This article is part of a trip review for a Business Class mistake fare originally found by Mighty Travels Premium. You can read Lie-flat Business Class Fares Africa to Canada $400 One-way – Part I – How to transfer without a visa (TWOV) in Sudan (Khartoum, KRT) Airport here and Lie-flat Business Class Fares Africa to Canada $400 One-way – Part II – Gulf Air Business Class Review Khartoum (KRT) to Bahrain (BAH) A320 here.
After my very enjoyable time at the Air Canada Maple Leaf Lounge London Heathrow, I walked downstairs for the boarding gate. Boarding was already well underway despite it being just about the time printed on my boarding pass.
Business Class was 100% full and it seemed I was the last passenger to take their seat. Almost everyone was entrenched in laptop work – boy I hoped that the WiFi would (still) work fast!
Air Canada uses its own version of the herringbone seat design. I flew a similar version in the 787 a few weeks ago. It’s loosely based on the Cathay Pacific mini-suites, but there is much less room for passengers to enjoy. However, as long as you sit upright or just ‘lounge’, the difference is rather small. It became apparent while trying to sleep though.
Despite everyone being on board and seemingly ready to fly, it took a solid 45 minutes until we left the gate. The flight attendants came through with hot towels and pre-departure drinks. They also announced that there would be no WiFi as the system was marked as under maintenance. I expected the laptop crowd to run back to the gate, but nothing happened.
Take off was bumpy into the approaching storm system and it took 30 minutes to settle down.
I found a movie I wanted to watch and the headphones were very effective at blocking any noise. I realized how well the Air Canada entertainment system works. It has a wonderful interface that is as intuitive as it gets. It’s responsive, fast and has tons of content loaded onto it.
About two hours after the take-off, dinner service arrived. I didn’t have very high expectations and the presentation was just OK. However, I really liked the taste of both appetizer and entree.
I also liked the cheese and port wine served after dinner. A very solid airplane meal – quite delicious indeed.
I wasn’t as sleepy and wanted to see if the WiFi was indeed not working as I saw the ‘laptop crowd’ typing away during most of the flight. Air Canada uses Gogo Internet, and it was superbly fast while cruising over Greenland.
After another movie, I reclined my seat and was looking forward to some sleep. Air Canada provides a big pillow, a mattress pad, and a huge warm blanket. This is all very helpful but did I mention that there is no space to stow it?

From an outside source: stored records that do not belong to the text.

use thiserror::Error;

#[derive(Error, Debug)]
pub enum AppError {
    #[error("I/O error: {0}")]
    Io(#[from] std::io::Error),

    #[error("Database error: {0}")]
    Database(#[from] rusqlite::Error),

    #[error("Database error: {0}")]
    AsyncDatabase(#[from] tokio_rusqlite::Error),

    #[error("HTTP error: {0}")]
    Http(#[from] reqwest::Error),

    #[error("Invalid URL: {0}")]
    Url(#[from] url::ParseError),

    #[error("JSON error: {0}")]
    Json(#[from] serde_json::Error),

    #[error("Config parse error: {0}")]
    Toml(#[from] toml::de::Error),

    #[error("Config error: {0}")]
    Config(String),

    #[error("CSV error: {0}")]
    Csv(#[from] csv::Error),

    #[error("Workbook error: {0}")]
    Workbook(#[from] calamine::Error),

    #[error("File pattern error: {0}")]
    Pattern(#[from] glob::PatternError),

    #[error("Record store error: {0}")]
    StoreApi(String),

    #[error("Malformed sheet: {0}")]
    Sheet(String),

    #[error(transparent)]
    Other(#[from] anyhow::Error),
}

pub type Result<T> = std::result::Result<T, AppError>;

Fully flat, the seat provides very little space for your feet and legs. There is a way to find a fully extended sleeping position but it was painful to turn. It felt rather claustrophobic when trying to turn. I was not happy with that.

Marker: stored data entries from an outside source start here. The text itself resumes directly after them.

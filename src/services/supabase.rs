use std::time::Duration;

use async_trait::async_trait;
use reqwest::{Client, Method, RequestBuilder, Response};
use serde::de::DeserializeOwned;
use serde::Serialize;
use url::Url;

use crate::error::{AppError, Result};
use crate::models::{NewQa, ProjectRecord, QaEntry, QaScope, SurveyAnswers, Tombstone};
use crate::store::RecordStore;

const USER_PROJECTS: &str = "user_added_projects";
const REMOVED_PROJECTS: &str = "removed_projects";
const HEARING_QA: &str = "public_hearing_qa";

#[derive(Debug, Serialize)]
struct TombstoneRequest<'a> {
    project: &'a str,
}

#[derive(Debug, Serialize)]
struct RemovedFlag {
    is_removed: bool,
}

#[derive(Debug, Serialize)]
struct NewQaRequest<'a> {
    #[serde(flatten)]
    qa: &'a NewQa,
    is_removed: bool,
}

/// Hosted record store speaking PostgREST (`<project>/rest/v1/<table>`).
pub struct SupabaseStore {
    client: Client,
    rest_url: Url,
    api_key: String,
}

impl SupabaseStore {
    pub fn new(base_url: &str, api_key: &str) -> Result<Self> {
        let client = Client::builder().timeout(Duration::from_secs(30)).build()?;

        let mut base = Url::parse(base_url.trim())?;
        if !base.path().ends_with('/') {
            let path = format!("{}/", base.path());
            base.set_path(&path);
        }
        let rest_url = base.join("rest/v1/")?;

        Ok(Self {
            client,
            rest_url,
            api_key: api_key.to_string(),
        })
    }

    fn request(&self, method: Method, table: &str) -> Result<RequestBuilder> {
        let url = self.rest_url.join(table)?;
        Ok(self
            .client
            .request(method, url)
            .header("apikey", &self.api_key)
            .bearer_auth(&self.api_key))
    }

    async fn send(builder: RequestBuilder) -> Result<Response> {
        let response = builder.send().await?;
        let status = response.status();
        if !status.is_success() {
            let error_text = response.text().await.unwrap_or_default();
            return Err(AppError::StoreApi(format!("{status}: {error_text}")));
        }
        Ok(response)
    }

    async fn select<T: DeserializeOwned>(&self, table: &str, query: &[(&str, String)]) -> Result<Vec<T>> {
        let builder = self
            .request(Method::GET, table)?
            .query(&[("select", "*")])
            .query(query);
        let rows = Self::send(builder).await?.json().await?;
        Ok(rows)
    }

    async fn insert<B: Serialize + ?Sized, T: DeserializeOwned>(&self, table: &str, body: &B) -> Result<Vec<T>> {
        let builder = self
            .request(Method::POST, table)?
            .header("Prefer", "return=representation")
            .json(body);
        let rows = Self::send(builder).await?.json().await?;
        Ok(rows)
    }

    async fn update<B: Serialize + ?Sized>(&self, table: &str, filter: (&str, String), body: &B) -> Result<()> {
        let builder = self
            .request(Method::PATCH, table)?
            .query(&[filter])
            .json(body);
        Self::send(builder).await?;
        Ok(())
    }

    async fn delete(&self, table: &str, filter: (&str, String)) -> Result<()> {
        let builder = self.request(Method::DELETE, table)?.query(&[filter]);
        Self::send(builder).await?;
        Ok(())
    }
}

fn eq(value: impl std::fmt::Display) -> String {
    format!("eq.{value}")
}

#[async_trait]
impl RecordStore for SupabaseStore {
    fn backend_name(&self) -> &'static str {
        "supabase"
    }

    async fn user_projects(&self) -> Result<Vec<ProjectRecord>> {
        self.select(USER_PROJECTS, &[("order", "created_at.desc".to_string())])
            .await
    }

    async fn find_user_project(&self, name: &str) -> Result<Option<ProjectRecord>> {
        let rows: Vec<ProjectRecord> = self
            .select(
                USER_PROJECTS,
                &[("project", eq(name)), ("limit", "1".to_string())],
            )
            .await?;
        Ok(rows.into_iter().next())
    }

    async fn insert_user_project(&self, record: &ProjectRecord) -> Result<()> {
        let _: Vec<ProjectRecord> = self.insert(USER_PROJECTS, record).await?;
        Ok(())
    }

    async fn update_survey(&self, name: &str, survey: &SurveyAnswers) -> Result<()> {
        self.update(USER_PROJECTS, ("project", eq(name)), survey).await
    }

    async fn delete_user_project(&self, name: &str) -> Result<()> {
        self.delete(USER_PROJECTS, ("project", eq(name))).await
    }

    async fn tombstones(&self) -> Result<Vec<Tombstone>> {
        self.select(REMOVED_PROJECTS, &[("order", "created_at.desc".to_string())])
            .await
    }

    async fn find_tombstone(&self, name: &str) -> Result<Option<Tombstone>> {
        let rows: Vec<Tombstone> = self
            .select(REMOVED_PROJECTS, &[("project", eq(name))])
            .await?;
        Ok(rows.into_iter().next())
    }

    async fn insert_tombstone(&self, name: &str) -> Result<()> {
        let _: Vec<Tombstone> = self
            .insert(REMOVED_PROJECTS, &TombstoneRequest { project: name })
            .await?;
        Ok(())
    }

    async fn delete_tombstone(&self, name: &str) -> Result<()> {
        self.delete(REMOVED_PROJECTS, ("project", eq(name))).await
    }

    async fn clear_tombstones(&self) -> Result<()> {
        // PostgREST refuses an unfiltered DELETE.
        self.delete(REMOVED_PROJECTS, ("id", "neq.0".to_string())).await
    }

    async fn qa_entries(&self, scope: QaScope) -> Result<Vec<QaEntry>> {
        let mut query = vec![("order", "topic.asc,id.asc".to_string())];
        match scope {
            QaScope::Active => {
                query.push(("or", "(is_removed.is.null,is_removed.eq.false)".to_string()))
            }
            QaScope::Removed => query.push(("is_removed", "eq.true".to_string())),
            QaScope::All => {}
        }
        self.select(HEARING_QA, &query).await
    }

    async fn insert_qa(&self, qa: &NewQa) -> Result<QaEntry> {
        let rows: Vec<QaEntry> = self
            .insert(HEARING_QA, &NewQaRequest { qa, is_removed: false })
            .await?;
        rows.into_iter()
            .next()
            .ok_or_else(|| AppError::StoreApi("No row returned from insert".to_string()))
    }

    async fn update_qa(&self, id: i64, qa: &NewQa) -> Result<()> {
        self.update(HEARING_QA, ("id", eq(id)), qa).await
    }

    async fn set_qa_removed(&self, id: i64, removed: bool) -> Result<()> {
        self.update(HEARING_QA, ("id", eq(id)), &RemovedFlag { is_removed: removed })
            .await
    }

    async fn delete_qa(&self, id: i64) -> Result<()> {
        self.delete(HEARING_QA, ("id", eq(id))).await
    }
}

#[cfg(test)]
mod tests {
    use super::*;
    use serde_json::json;
    use wiremock::matchers::{body_json, header, method, path, query_param};
    use wiremock::{Mock, MockServer, ResponseTemplate};

    fn store(server: &MockServer) -> SupabaseStore {
        SupabaseStore::new(&server.uri(), "anon-key").unwrap()
    }

    #[tokio::test]
    async fn select_sends_auth_headers_and_filters() {
        let server = MockServer::start().await;
        Mock::given(method("GET"))
            .and(path("/rest/v1/removed_projects"))
            .and(query_param("project", "eq.Sample Project 1"))
            .and(header("apikey", "anon-key"))
            .and(header("authorization", "Bearer anon-key"))
            .respond_with(ResponseTemplate::new(200).set_body_json(json!([
                {"id": 4, "project": "Sample Project 1", "created_at": "2025-06-01T10:00:00+00:00"}
            ])))
            .mount(&server)
            .await;

        let found = store(&server)
            .find_tombstone("Sample Project 1")
            .await
            .unwrap()
            .unwrap();
        assert_eq!(found.id, Some(4));
    }

    #[tokio::test]
    async fn active_qa_uses_null_or_false_filter() {
        let server = MockServer::start().await;
        Mock::given(method("GET"))
            .and(path("/rest/v1/public_hearing_qa"))
            .and(query_param("or", "(is_removed.is.null,is_removed.eq.false)"))
            .respond_with(ResponseTemplate::new(200).set_body_json(json!([
                {"id": 7, "topic": "Health Concerns", "question": "EMF?", "response": "• No", "sources": null, "is_removed": null}
            ])))
            .mount(&server)
            .await;

        let rows = store(&server).qa_entries(QaScope::Active).await.unwrap();
        assert_eq!(rows.len(), 1);
        assert!(rows[0].is_active());
    }

    #[tokio::test]
    async fn insert_qa_returns_representation() {
        let server = MockServer::start().await;
        Mock::given(method("POST"))
            .and(path("/rest/v1/public_hearing_qa"))
            .and(header("prefer", "return=representation"))
            .and(body_json(json!({
                "topic": "Land Use",
                "question": "Is farmland lost?",
                "response": "Grazing continues.",
                "sources": null,
                "is_removed": false
            })))
            .respond_with(ResponseTemplate::new(201).set_body_json(json!([
                {"id": 31, "topic": "Land Use", "question": "Is farmland lost?", "response": "Grazing continues.", "sources": null, "is_removed": false}
            ])))
            .mount(&server)
            .await;

        let qa = NewQa {
            topic: "Land Use".to_string(),
            question: "Is farmland lost?".to_string(),
            response: "Grazing continues.".to_string(),
            sources: None,
        };
        let entry = store(&server).insert_qa(&qa).await.unwrap();
        assert_eq!(entry.id, 31);
    }

    #[tokio::test]
    async fn clear_tombstones_sends_filtered_delete() {
        let server = MockServer::start().await;
        Mock::given(method("DELETE"))
            .and(path("/rest/v1/removed_projects"))
            .and(query_param("id", "neq.0"))
            .respond_with(ResponseTemplate::new(204))
            .expect(1)
            .mount(&server)
            .await;

        store(&server).clear_tombstones().await.unwrap();
    }

    #[tokio::test]
    async fn error_status_becomes_store_error() {
        let server = MockServer::start().await;
        Mock::given(method("PATCH"))
            .and(path("/rest/v1/public_hearing_qa"))
            .respond_with(ResponseTemplate::new(400).set_body_string("column is_removed does not exist"))
            .mount(&server)
            .await;

        let err = store(&server).set_qa_removed(7, true).await.unwrap_err();
        match err {
            AppError::StoreApi(message) => assert!(message.contains("is_removed")),
            other => panic!("unexpected error: {other}"),
        }
    }

    #[test]
    fn base_url_with_path_keeps_prefix() {
        let store = SupabaseStore::new("https://proxy.example/tenant", "k").unwrap();
        assert_eq!(store.rest_url.as_str(), "https://proxy.example/tenant/rest/v1/");
    }
}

I still managed to sleep two hours but would have had a hard time if this would have been a long redeye over the Pacific, for instance.
There was a quick ‘supper’ service before we landed.
Landing in Toronto was easy and we glided down perfectly. We landed so softly I could not tell if the wheels had met the ground or not. However, immigration was very crowded and it took an hour to clear through that and customs.
In summary – Air Canada has a solid product. The great food, the excellent lounge and the fast WiFi were some of the best in class. The entertainment system is excellent as well. The seat is great for lounging and for, well, sitting. However, I found it not as comfortable to sleep in the lie-flat seats as I’d have hoped. I can understand that airlines maximize revenue and stack seats closer together but what good is a lie-flat seat if you end up having trouble sleeping? I’m certainly a bit taller than the average person so this may exaggerate the problem a bit. Hopefully, the next seat generation will fix this.